井村さんは言います。私は「常に一人ひとりの限界を見ています」。彼女の自信が言わせる言葉です。それよりも何よりも、井村さんには生徒(選手)に対する愛情があると思う。部下を鍛えることとパワハラは紙一重です。ではその分岐点はどこか。私は指導者に「この子を育てたいという気持ち」、即ち、愛情があるかないかだと思っています。軍事組織の場合、表面上の優しい上官は、部下を殺すことにつながりかねない。そこが難しい。
本来の目的やゴールを忘れると、物事はとんでもない方向に転がり出します。組織が大きくなればなるほど、転がるエネルギーは大きい。必然的に、世の中に及ぼす影響も大きい。
手前味噌になりますが(いつも手前味噌でスミマセン)、拙著『指揮官の条件』で、「厳しさは優しさである。優しさは厳しさにはなり得ない」と描きました。現役時代、いつも腹に収めていた言葉です。僭越ではありますが、井村さんはこの言葉を地でいってると思う。表彰台から降りた選手は皆、鬼コーチに駆け寄って、獲得したばかりのメダルをコーチの首にかける。相好をくずす井村さんの顔は、何回見ても母親そのものです。しかし彼女は、喜びの余韻に浸ることなく、頭の中では直ちに次を見据えている。「なぜ勝てたか」、そして「何が足りなかったか」の分析にかかっている。お会いして聞いたわけではないが、そう思う。
電通を叩くのは簡単ですが、重要なポイントを見逃してはいけない。電通を庇うわけではありません。
この事件によって、懸命に仕事をすることや残業が、さも悪(アク)のような空気が日本中に蔓延してはいけない。勿論、残業や超過勤務に対して、相応の報酬・対価が支払われるのは当然のこと。日本人の仕事に対する熱意や、会社など組織に対する忠誠心が、今日の我が国繁栄の基盤になっています。他人(ひと)と同じ程度働いて、他よりも多く儲けようというのは虫が良すぎる。スポーツも同じです。周りの競争相手と同じようなレベルの練習をして、一流になることはないですよ。
かつて、仕事をノルマとしてきた国・国民がありました。一時は世界を席巻した。基本的な理念がどうであったのかは知りませんが、結果的に絶対多数の国民は与えられたノルマをこなした。正確に言えば、人民は仕事ではなく労働をした。仕事は頭を使いますが、ノルマとしての労働は汗をかくだけです。その結果どうなりましたか?ノルマさんは国自体が破綻しましたね。競争という人間の本質を無視した考え方、やり方だったからじゃないでしょうか。

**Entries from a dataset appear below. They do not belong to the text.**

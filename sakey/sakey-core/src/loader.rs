use std::fs;
use std::io::Write;
use std::path::{Path, PathBuf};

use tempfile::NamedTempFile;

use crate::contracts::{ServiceAccountEnv, ServiceAccountInfo};
use crate::env::EnvSource;
use crate::error::SakeyError;
use crate::logging::IStageReporter;

pub const OUTPUT_FILE_NAME: &str = "serviceAccountFromEnv.json";
pub const SUCCESS_MESSAGE: &str = "Service account loaded successfully.";

/// Reads every credential variable from `source`.
pub fn assemble<S: EnvSource + ?Sized>(source: &S) -> ServiceAccountEnv {
    ServiceAccountEnv::from_source(source)
}

/// Turns literal `\n` sequences back into newlines.
///
/// PEM keys are usually stored on a single line in env files with their
/// line breaks escaped.
pub fn normalize_private_key(raw: &str) -> String {
    raw.replace("\\n", "\n")
}

pub fn to_json(info: &ServiceAccountInfo) -> Result<String, SakeyError> {
    Ok(serde_json::to_string_pretty(info)?)
}

/// Writes `info` to `dir/serviceAccountFromEnv.json`, replacing any existing file.
///
/// The JSON goes to a temp file next to the target first and is renamed into
/// place, so the target is either the old file or the complete new one. An
/// existing target keeps its permissions; a new one gets the same mode a plain
/// `File::create` would give it. If the target is a symlink, the file it
/// points to is replaced and the link stays.
pub fn write_service_account(info: &ServiceAccountInfo, dir: &Path) -> Result<PathBuf, SakeyError> {
    let path = dir.join(OUTPUT_FILE_NAME);
    let json = to_json(info)?;

    let write_err = |source: std::io::Error| SakeyError::Write {
        path: path.clone(),
        source,
    };

    let target = resolve_symlink(&path);
    let target_dir = match target.parent() {
        Some(parent) if !parent.as_os_str().is_empty() => parent,
        _ => dir,
    };

    let mut file = staging_file(target_dir).map_err(write_err)?;
    if let Ok(existing) = fs::metadata(&target) {
        file.as_file().set_permissions(existing.permissions()).map_err(write_err)?;
    }
    file.write_all(json.as_bytes()).map_err(write_err)?;
    file.as_file().sync_all().map_err(write_err)?;
    file.persist(&target).map_err(|e| write_err(e.error))?;

    Ok(path)
}

fn resolve_symlink(path: &Path) -> PathBuf {
    match fs::symlink_metadata(path) {
        Ok(meta) if meta.file_type().is_symlink() => match fs::canonicalize(path) {
            Ok(resolved) => resolved,
            // Dangling link: create the file it names.
            Err(_) => match fs::read_link(path) {
                Ok(link) => path.parent().map(|p| p.join(&link)).unwrap_or(link),
                Err(_) => path.to_path_buf(),
            },
        },
        _ => path.to_path_buf(),
    }
}

#[cfg(unix)]
fn staging_file(dir: &Path) -> std::io::Result<NamedTempFile> {
    use std::os::unix::fs::PermissionsExt;

    // 0o666 is masked by the umask at creation, like `File::create`.
    tempfile::Builder::new()
        .permissions(fs::Permissions::from_mode(0o666))
        .tempfile_in(dir)
}

#[cfg(not(unix))]
fn staging_file(dir: &Path) -> std::io::Result<NamedTempFile> {
    NamedTempFile::new_in(dir)
}

/// Assembles the credential from `source`, writes it into `dir` and reports
/// the outcome. Stops at the first failure; nothing is written in that case.
pub fn stage<S, R>(source: &S, dir: &Path, reporter: &R) -> Result<PathBuf, SakeyError>
where
    S: EnvSource + ?Sized,
    R: IStageReporter + ?Sized,
{
    let env = assemble(source);

    let missing = env.missing_optional();
    if !missing.is_empty() {
        reporter.report_missing(&missing);
    }

    let info = env.into_info()?;
    let path = write_service_account(&info, dir)?;
    reporter.report_written(&path);
    reporter.report_success();

    Ok(path)
}
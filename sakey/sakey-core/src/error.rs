use std::path::PathBuf;

use thiserror::Error;

#[derive(Error, Debug)]
pub enum SakeyError {
    #[error("{variable} is not set; a service account needs a private key")]
    MissingPrivateKey { variable: &'static str },

    #[error("{variable} is set but is not valid unicode")]
    PrivateKeyNotUnicode { variable: &'static str },

    #[error("could not load {}", path.display())]
    DotEnv {
        path: PathBuf,
        #[source]
        source: dotenvy::Error,
    },

    #[error("could not serialize service account")]
    Serialize(#[from] serde_json::Error),

    #[error("could not write {}", path.display())]
    Write {
        path: PathBuf,
        #[source]
        source: std::io::Error,
    },
}
use serde::{Serialize, Deserialize};

/// The credential record written to disk.
///
/// Field order is the key order of the JSON output. Absent values serialize
/// as `null` rather than being skipped.
#[derive(Debug, Serialize, Deserialize, Clone, PartialEq, Eq)]
pub struct ServiceAccountInfo {
    #[serde(rename = "type")]
    pub r#type: Option<String>,
    pub project_id: Option<String>,
    pub private_key_id: Option<String>,
    pub private_key: String,
    pub client_email: Option<String>,
    pub client_id: Option<String>,
    pub auth_uri: Option<String>,
    pub token_uri: Option<String>,
    pub auth_provider_x509_cert_url: Option<String>,
    pub client_x509_cert_url: Option<String>,
    pub universe_domain: Option<String>,
}
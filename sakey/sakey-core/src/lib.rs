pub mod contracts;
pub mod env;
pub mod error;
pub mod loader;
pub mod logging;

pub use error::SakeyError;
pub use loader::{OUTPUT_FILE_NAME, SUCCESS_MESSAGE, stage};
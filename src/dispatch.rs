//! Command dispatcher
//!
//! Maps each operator action to at most one outbound request, applying the
//! per-action validation and the immediate local effects (clearing an input,
//! flipping a toggle) before anything goes over the wire.

use crossterm::event::{KeyCode, KeyEvent};
use reqwest::Method;
use serde_json::{json, Value};

use crate::log::LogId;
use crate::selection::ConfigurationForm;
use crate::toggle::{Toggle, Toggles};

/// Every backend route the console talks to
#[derive(Debug, Clone, Copy, PartialEq, Eq, Hash)]
pub enum Endpoint {
    Generate,
    Connect,
    Chat,
    GraspPolicy,
    NewInteraction,
    Execute,
    Home,
    Move,
    Grasp,
    Release,
    KeepPolicy,
    TeachMode,
    SetHome,
    VlaObs,
    VlaAct,
    VlaResetPolicy,
    VlaRobotToggle,
    VlaRecordLoad,
    VlaObsAct,
}

impl Endpoint {
    pub fn path(&self) -> &'static str {
        match self {
            Endpoint::Generate => "/generate",
            Endpoint::Connect => "/connect",
            Endpoint::Chat => "/chat",
            Endpoint::GraspPolicy => "/grasp_policy",
            Endpoint::NewInteraction => "/new_interaction",
            Endpoint::Execute => "/execute",
            Endpoint::Home => "/home",
            Endpoint::Move => "/move",
            Endpoint::Grasp => "/grasp",
            Endpoint::Release => "/release",
            Endpoint::KeepPolicy => "/keep_policy",
            Endpoint::TeachMode => "/teach_mode",
            Endpoint::SetHome => "/set_home",
            Endpoint::VlaObs => "/vla_obs",
            Endpoint::VlaAct => "/vla_act",
            Endpoint::VlaResetPolicy => "/vla_reset_policy",
            Endpoint::VlaRobotToggle => "/vla_robot_toggle",
            Endpoint::VlaRecordLoad => "/vla_record_load",
            Endpoint::VlaObsAct => "/vla_obs_act",
        }
    }

    pub fn for_toggle(toggle: Toggle) -> Self {
        match toggle {
            Toggle::KeepPolicy => Endpoint::KeepPolicy,
            Toggle::TeachMode => Endpoint::TeachMode,
            Toggle::VlaRobot => Endpoint::VlaRobotToggle,
            Toggle::RecordLoad => Endpoint::VlaRecordLoad,
        }
    }
}

/// One outbound request: always a POST, optionally with a JSON body
#[derive(Debug, Clone, PartialEq)]
pub struct RequestDescriptor {
    pub endpoint: Endpoint,
    pub body: Option<Value>,
}

impl RequestDescriptor {
    pub fn new(endpoint: Endpoint) -> Self {
        Self { endpoint, body: None }
    }

    pub fn with_body(endpoint: Endpoint, body: Value) -> Self {
        Self {
            endpoint,
            body: Some(body),
        }
    }

    pub fn chat(message: &str) -> Self {
        Self::with_body(Endpoint::Chat, json!({ "message": message }))
    }

    /// Follow-up request of the chat flow
    pub fn grasp_policy(message: &str) -> Self {
        Self::with_body(Endpoint::GraspPolicy, json!({ "message": message }))
    }

    pub fn method(&self) -> Method {
        Method::POST
    }

    pub fn path(&self) -> &'static str {
        self.endpoint.path()
    }
}

#[derive(Debug, Clone, Copy, PartialEq, Eq)]
pub enum RobotCommand {
    Execute,
    Home,
    Move,
    Grasp,
    Release,
    SetHome,
}

impl RobotCommand {
    pub fn endpoint(&self) -> Endpoint {
        match self {
            RobotCommand::Execute => Endpoint::Execute,
            RobotCommand::Home => Endpoint::Home,
            RobotCommand::Move => Endpoint::Move,
            RobotCommand::Grasp => Endpoint::Grasp,
            RobotCommand::Release => Endpoint::Release,
            RobotCommand::SetHome => Endpoint::SetHome,
        }
    }
}

#[derive(Debug, Clone, Copy, PartialEq, Eq)]
pub enum VlaCommand {
    Observe,
    Act,
    ResetPolicy,
}

impl VlaCommand {
    pub fn endpoint(&self) -> Endpoint {
        match self {
            VlaCommand::Observe => Endpoint::VlaObs,
            VlaCommand::Act => Endpoint::VlaAct,
            VlaCommand::ResetPolicy => Endpoint::VlaResetPolicy,
        }
    }
}

/// Everything the operator can trigger
#[derive(Debug, Clone, Copy, PartialEq, Eq)]
pub enum Action {
    /// Starts the chained chat flow
    SendChat,
    /// Observe/act cycles with the count taken from the VLA input
    ObserveAct,
    Generate,
    Configure,
    NewInteraction,
    Robot(RobotCommand),
    Vla(VlaCommand),
    Toggle(Toggle),
    Clear(LogId),
}

/// Only Enter sends; modifiers are not inspected
pub fn is_send_key(key: &KeyEvent) -> bool {
    key.code == KeyCode::Enter
}

/// A single-line editable input with a char-indexed cursor
#[derive(Debug, Clone, Default)]
pub struct InputField {
    text: String,
    cursor: usize,
}

/// Convert a character index to a byte index for UTF-8 safe string operations
fn char_to_byte_index(s: &str, char_idx: usize) -> usize {
    s.char_indices()
        .nth(char_idx)
        .map(|(i, _)| i)
        .unwrap_or(s.len())
}

impl InputField {
    pub fn new() -> Self {
        Self::default()
    }

    pub fn text(&self) -> &str {
        &self.text
    }

    pub fn cursor(&self) -> usize {
        self.cursor
    }

    pub fn set(&mut self, text: &str) {
        self.text = text.to_string();
        self.cursor = self.text.chars().count();
    }

    pub fn clear(&mut self) {
        self.text.clear();
        self.cursor = 0;
    }

    pub fn insert(&mut self, c: char) {
        let byte_pos = char_to_byte_index(&self.text, self.cursor);
        self.text.insert(byte_pos, c);
        self.cursor += 1;
    }

    pub fn backspace(&mut self) {
        if self.cursor > 0 {
            self.cursor -= 1;
            let byte_pos = char_to_byte_index(&self.text, self.cursor);
            self.text.remove(byte_pos);
        }
    }

    pub fn delete(&mut self) {
        if self.cursor < self.text.chars().count() {
            let byte_pos = char_to_byte_index(&self.text, self.cursor);
            self.text.remove(byte_pos);
        }
    }

    pub fn left(&mut self) {
        self.cursor = self.cursor.saturating_sub(1);
    }

    pub fn right(&mut self) {
        self.cursor = (self.cursor + 1).min(self.text.chars().count());
    }

    pub fn home(&mut self) {
        self.cursor = 0;
    }

    pub fn end(&mut self) {
        self.cursor = self.text.chars().count();
    }

    /// Take the trimmed contents, clearing the field. Blank input is left
    /// untouched and yields `None`.
    pub fn take_message(&mut self) -> Option<String> {
        let message = self.text.trim();
        if message.is_empty() {
            return None;
        }
        let message = message.to_string();
        self.clear();
        Some(message)
    }
}

/// The input surfaces actions read from
#[derive(Debug, Clone)]
pub struct Inputs {
    pub chat: InputField,
    pub vla: InputField,
    pub generate: InputField,
    pub form: ConfigurationForm,
}

impl Inputs {
    pub fn new(form: ConfigurationForm) -> Self {
        Self {
            chat: InputField::new(),
            vla: InputField::new(),
            generate: InputField::new(),
            form,
        }
    }
}

/// Result of validating an action
#[derive(Debug, Clone, PartialEq)]
pub enum Prepared {
    /// Start the chained chat flow with this message
    Chat(String),
    Request(RequestDescriptor),
    /// Local only, no request
    Clear(LogId),
    /// Validation failed; nothing is sent
    Rejected,
}

/// Validate `action` against the current inputs and apply its immediate UI
/// effects.
pub fn prepare(action: Action, inputs: &mut Inputs, toggles: &mut Toggles) -> Prepared {
    match action {
        Action::SendChat => match inputs.chat.take_message() {
            Some(message) => Prepared::Chat(message),
            None => Prepared::Rejected,
        },
        Action::ObserveAct => match inputs.vla.take_message() {
            Some(message) => Prepared::Request(RequestDescriptor::with_body(
                Endpoint::VlaObsAct,
                json!({ "message": message }),
            )),
            None => Prepared::Rejected,
        },
        Action::Generate => Prepared::Request(RequestDescriptor::with_body(
            Endpoint::Generate,
            Value::String(inputs.generate.text().to_string()),
        )),
        Action::Configure => {
            let selection = inputs.form.assemble();
            match serde_json::to_value(&selection) {
                Ok(body) => Prepared::Request(RequestDescriptor::with_body(Endpoint::Connect, body)),
                Err(e) => {
                    tracing::error!(error = %e, "could not encode configuration selection");
                    Prepared::Rejected
                }
            }
        }
        Action::NewInteraction => Prepared::Request(RequestDescriptor::new(Endpoint::NewInteraction)),
        Action::Robot(command) => Prepared::Request(RequestDescriptor::new(command.endpoint())),
        Action::Vla(command) => Prepared::Request(RequestDescriptor::new(command.endpoint())),
        Action::Toggle(toggle) => {
            let on = toggles.flip(toggle);
            tracing::debug!(toggle = toggle.display_name(), on, "toggle flipped");
            Prepared::Request(RequestDescriptor::new(Endpoint::for_toggle(toggle)))
        }
        Action::Clear(log) => Prepared::Clear(log),
    }
}
//! Terminal session and the console's single event stream
//!
//! Keyboard input, the pending-indicator tick and backend completions are all
//! funnelled into one channel, so the main loop only ever awaits one thing and
//! handles one [`AppEvent`] per redraw.

use std::io::{self, Stderr};
use std::time::Duration;

use anyhow::Result;
use crossterm::event::{Event, EventStream, KeyEvent, KeyEventKind};
use crossterm::execute;
use crossterm::terminal::{
    disable_raw_mode, enable_raw_mode, EnterAlternateScreen, LeaveAlternateScreen,
};
use futures_util::StreamExt;
use ratatui::{backend::CrosstermBackend, Terminal};
use tokio::sync::mpsc::{self, UnboundedReceiver, UnboundedSender};

use crate::orchestrator::Completion;

pub type Tui = Terminal<CrosstermBackend<Stderr>>;

/// Period of the "Awaiting..." dot animation
pub const TICK_RATE: Duration = Duration::from_millis(300);

#[derive(Debug)]
pub enum AppEvent {
    Key(KeyEvent),
    /// The terminal was resized; the next draw re-lays out both log panes
    Resize(u16, u16),
    Tick,
    /// A backend request finished
    Completion(Completion),
}

/// Merges terminal input, ticks and request completions into one stream
pub struct EventHandler {
    rx: UnboundedReceiver<AppEvent>,
}

impl EventHandler {
    /// Start reading the terminal and forwarding `completions`.
    pub fn new(completions: UnboundedReceiver<Completion>) -> Self {
        let (tx, rx) = mpsc::unbounded_channel();
        spawn_terminal_reader(tx.clone());
        spawn_ticker(tx.clone());
        spawn_completion_forwarder(completions, tx);
        Self { rx }
    }

    /// Build a handler fed only by `completions`, with no terminal attached.
    pub fn detached(completions: UnboundedReceiver<Completion>) -> Self {
        let (tx, rx) = mpsc::unbounded_channel();
        spawn_completion_forwarder(completions, tx);
        Self { rx }
    }

    pub async fn next(&mut self) -> Option<AppEvent> {
        self.rx.recv().await
    }
}

fn terminal_event(event: Event) -> Option<AppEvent> {
    match event {
        // Release and repeat events would double every keystroke on some terminals
        Event::Key(key) if key.kind == KeyEventKind::Press => Some(AppEvent::Key(key)),
        Event::Resize(width, height) => Some(AppEvent::Resize(width, height)),
        _ => None,
    }
}

fn spawn_terminal_reader(tx: UnboundedSender<AppEvent>) {
    tokio::spawn(async move {
        let mut stream = EventStream::new();
        while let Some(event) = stream.next().await {
            let event = match event {
                Ok(event) => terminal_event(event),
                Err(e) => {
                    tracing::warn!(error = %e, "terminal event stream error");
                    None
                }
            };
            let Some(event) = event else { continue };
            if tx.send(event).is_err() {
                break;
            }
        }
    });
}

fn spawn_ticker(tx: UnboundedSender<AppEvent>) {
    tokio::spawn(async move {
        let mut interval = tokio::time::interval(TICK_RATE);
        while tx.send(AppEvent::Tick).is_ok() {
            interval.tick().await;
        }
    });
}

fn spawn_completion_forwarder(
    mut completions: UnboundedReceiver<Completion>,
    tx: UnboundedSender<AppEvent>,
) {
    tokio::spawn(async move {
        while let Some(completion) = completions.recv().await {
            if tx.send(AppEvent::Completion(completion)).is_err() {
                break;
            }
        }
        tracing::debug!("completion channel closed");
    });
}

/// Enter raw mode on the alternate screen. The TUI draws to stderr.
pub fn init() -> Result<Tui> {
    enable_raw_mode()?;
    execute!(io::stderr(), EnterAlternateScreen)?;
    Ok(Terminal::new(CrosstermBackend::new(io::stderr()))?)
}

pub fn restore() -> Result<()> {
    execute!(io::stderr(), LeaveAlternateScreen)?;
    disable_raw_mode()?;
    Ok(())
}

/// Leave the alternate screen before the default hook prints the panic
pub fn install_panic_hook() {
    let default_hook = std::panic::take_hook();
    std::panic::set_hook(Box::new(move |info| {
        let _ = restore();
        default_hook(info);
    }));
}
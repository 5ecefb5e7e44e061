use std::time::Duration;

use reqwest::Client;
use serde::Deserialize;
use serde_json::Value;

use crate::dispatch::RequestDescriptor;
use crate::error::ConsoleError;
use crate::message::{messages_from_reply, Message};

/// Reply of `/connect`
#[derive(Debug, Deserialize)]
pub struct ConnectReply {
    #[serde(default)]
    pub connected: bool,
    #[serde(default)]
    pub message: Option<String>,
    /// Effective configuration echoed by the backend
    #[serde(default, rename = "CONFIG")]
    pub config: Option<Value>,
}

/// Reply of `/generate`
#[derive(Debug, Deserialize)]
pub struct GenerateReply {
    pub completion: String,
}

/// Status-only replies such as `/new_interaction`
#[derive(Debug, Deserialize)]
pub struct StatusReply {
    #[serde(default)]
    pub success: bool,
    #[serde(default)]
    pub message: Option<String>,
}

/// Decode a reply into one of the typed shapes above
pub fn decode<T: serde::de::DeserializeOwned>(
    path: &'static str,
    reply: Value,
) -> Result<T, ConsoleError> {
    serde_json::from_value(reply).map_err(|e| ConsoleError::Decode {
        path,
        reason: e.to_string(),
    })
}

#[derive(Clone)]
pub struct BackendClient {
    client: Client,
    base_url: String,
}

impl BackendClient {
    pub fn new(base_url: &str) -> Self {
        Self {
            client: Client::new(),
            base_url: base_url.trim_end_matches('/').to_string(),
        }
    }

    pub fn with_timeout(base_url: &str, timeout: Option<Duration>) -> anyhow::Result<Self> {
        let mut builder = Client::builder();
        if let Some(timeout) = timeout {
            builder = builder.timeout(timeout);
        }
        Ok(Self {
            client: builder.build()?,
            base_url: base_url.trim_end_matches('/').to_string(),
        })
    }

    pub fn base_url(&self) -> &str {
        &self.base_url
    }

    /// Issue one request and return its JSON reply (`Null` for an empty body).
    pub async fn send(&self, request: &RequestDescriptor) -> Result<Value, ConsoleError> {
        let path = request.path();
        let url = format!("{}{}", self.base_url, path);
        tracing::debug!(%url, "issuing request");

        let mut builder = self.client.request(request.method(), &url);
        if let Some(body) = &request.body {
            builder = builder.json(body);
        }

        let response = builder
            .send()
            .await
            .map_err(|source| ConsoleError::Transport { path, source })?;

        let status = response.status();
        if !status.is_success() {
            let body = response.text().await.unwrap_or_default();
            return Err(ConsoleError::Status { path, status, body });
        }

        let text = response
            .text()
            .await
            .map_err(|source| ConsoleError::Transport { path, source })?;
        if text.trim().is_empty() {
            return Ok(Value::Null);
        }
        serde_json::from_str(&text).map_err(|e| ConsoleError::Decode {
            path,
            reason: e.to_string(),
        })
    }

    /// Issue a request whose reply carries messages
    pub async fn messages(&self, request: &RequestDescriptor) -> Result<Vec<Message>, ConsoleError> {
        let reply = self.send(request).await?;
        Ok(messages_from_reply(&reply))
    }
}
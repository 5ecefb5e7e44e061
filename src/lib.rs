pub mod app;
pub mod backend;
pub mod config;
pub mod dispatch;
pub mod error;
pub mod handler;
pub mod highlight;
pub mod log;
pub mod message;
pub mod orchestrator;
pub mod render;
pub mod selection;
pub mod status;
pub mod toggle;
pub mod tui;
pub mod ui;

// Re-export main types for convenience
pub use backend::BackendClient;
pub use config::Config;
pub use dispatch::{Action, Endpoint, RequestDescriptor};
pub use error::ConsoleError;
pub use log::{ConversationLog, LogId, Logs};
pub use message::{Message, MessageKind};
pub use orchestrator::{ChatPhase, Completion, Orchestrator};
pub use status::{Lifecycle, StatusBoard, Subsystem};
pub use toggle::{Toggle, Toggles};
use std::path::{Path, PathBuf};

use anyhow::{bail, Context, Result};
use clap::Parser;
use tokio::sync::mpsc;

use robot_console::app::App;
use robot_console::backend::BackendClient;
use robot_console::config::Config;
use robot_console::handler::handle_event;
use robot_console::orchestrator::{Completion, Orchestrator};
use robot_console::selection::ConfigurationForm;
use robot_console::{tui, ui};

#[derive(Parser)]
#[command(name = "robot-console")]
#[command(about = "Converse with the grasp-planning assistant and command the robot")]
struct Cli {
    /// Backend base URL (overrides config)
    #[arg(short, long)]
    backend: Option<String>,
    /// Diagnostic log file (overrides config)
    #[arg(long)]
    log_file: Option<PathBuf>,
    /// Per-request timeout in seconds; requests never time out by default
    #[arg(long)]
    timeout: Option<u64>,
    /// Write the effective configuration back to the config file
    #[arg(long)]
    save_config: bool,
}

#[tokio::main]
async fn main() -> Result<()> {
    let cli = Cli::parse();

    let (loaded, load_error) = Config::load_or_default();
    if let Some(e) = &load_error {
        // Logging is not up yet and the terminal is still in cooked mode
        eprintln!("warning: {e:#}; using defaults");
    }
    let config = effective_config(&cli, loaded, load_error.as_ref())?;
    if cli.save_config {
        config.save()?;
    }

    init_file_logging(&config.log_file_path()?)?;
    if let Some(e) = load_error {
        tracing::warn!(error = ?e, "config file ignored, running on defaults");
    }
    tracing::info!(backend = %config.backend_url, "starting robot console");

    run(config).await
}

/// Apply command-line overrides. Refuses `--save-config` when the existing
/// file could not be loaded, so a typo never gets replaced by defaults.
fn effective_config(
    cli: &Cli,
    mut config: Config,
    load_error: Option<&anyhow::Error>,
) -> Result<Config> {
    if let (true, Some(e)) = (cli.save_config, load_error) {
        bail!("not saving over a config file that failed to load: {e:#}");
    }
    if let Some(backend) = &cli.backend {
        config.backend_url = backend.clone();
    }
    if let Some(log_file) = &cli.log_file {
        config.log_file = Some(log_file.clone());
    }
    if cli.timeout.is_some() {
        config.request_timeout_secs = cli.timeout;
    }
    Ok(config)
}

async fn run(config: Config) -> Result<()> {
    let client = BackendClient::with_timeout(&config.backend_url, config.request_timeout())?;
    let (completions_tx, completions_rx) = mpsc::unbounded_channel::<Completion>();
    let form = ConfigurationForm::with_defaults(&config.options);
    let orchestrator = Orchestrator::new(client, form, completions_tx);
    let mut app = App::new(orchestrator, &config.backend_url);

    tui::install_panic_hook();
    let mut terminal = tui::init()?;
    let mut events = tui::EventHandler::new(completions_rx);

    let result = async {
        while !app.should_quit {
            terminal.draw(|frame| ui::render(&mut app, frame))?;
            match events.next().await {
                Some(event) => handle_event(&mut app, event)?,
                None => break,
            }
        }
        Ok::<(), anyhow::Error>(())
    }
    .await;

    tui::restore()?;
    tracing::info!("robot console stopped");
    result
}

fn init_file_logging(log_path: &Path) -> Result<()> {
    if let Some(parent) = log_path.parent() {
        if !parent.as_os_str().is_empty() {
            std::fs::create_dir_all(parent).with_context(|| {
                format!("failed to create log directory '{}'", parent.display())
            })?;
        }
    }

    let log_file = std::fs::OpenOptions::new()
        .create(true)
        .append(true)
        .open(log_path)
        .with_context(|| format!("failed to open log file '{}'", log_path.display()))?;

    tracing_subscriber::fmt()
        .with_env_filter(
            tracing_subscriber::EnvFilter::try_from_default_env().unwrap_or_else(|_| "info".into()),
        )
        .with_ansi(false)
        .with_writer(std::sync::Mutex::new(log_file))
        .init();

    Ok(())
}
/// Controls bound to a boolean capability on the backend.
///
/// The displayed state flips as soon as the control is used and is never
/// reconciled with what the backend reports.
#[derive(Debug, Clone, Copy, PartialEq, Eq, Hash)]
pub enum Toggle {
    KeepPolicy,
    TeachMode,
    VlaRobot,
    RecordLoad,
}

impl Toggle {
    pub fn all() -> [Toggle; 4] {
        [
            Toggle::KeepPolicy,
            Toggle::TeachMode,
            Toggle::VlaRobot,
            Toggle::RecordLoad,
        ]
    }

    pub fn display_name(&self) -> &'static str {
        match self {
            Toggle::KeepPolicy => "Keep policy",
            Toggle::TeachMode => "Teach mode",
            Toggle::VlaRobot => "VLA robot",
            Toggle::RecordLoad => "Record load",
        }
    }

    fn index(&self) -> usize {
        match self {
            Toggle::KeepPolicy => 0,
            Toggle::TeachMode => 1,
            Toggle::VlaRobot => 2,
            Toggle::RecordLoad => 3,
        }
    }
}

#[derive(Debug, Clone, Default)]
pub struct Toggles {
    on: [bool; 4],
}

impl Toggles {
    pub fn new() -> Self {
        Self::default()
    }

    pub fn is_on(&self, toggle: Toggle) -> bool {
        self.on[toggle.index()]
    }

    /// Flip the displayed state and return the new value
    pub fn flip(&mut self, toggle: Toggle) -> bool {
        let slot = &mut self.on[toggle.index()];
        *slot = !*slot;
        *slot
    }
}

制服自衛官の勤務は、一日24時間が基本です。これは、国家・国民に対するサービス(奉仕)です。国を守るということは、そういうことなんです。かと言って、人間が寝ずに働けるわけでもありません。勘違いされては困りますが、制服を着ている人は鉄人ではありませんよ。彼らも人間ですから、時には心が折れることもあるでしょう。私はそうでした。挫折の連続でした。
人間が正常な判断力を維持するためには、勤務(仕事)と休養の適正なバランスが必要です。生きていく上での、最低限のリズムを無視すると人間は壊れます。組織の管理者は、そこのところを正しく認識しなければいけない。管理者の重要な仕事であり、役割だと思います。
部下の人格や人間性を無視した「いじめ」など、リーダー(管理者)としては下の下です。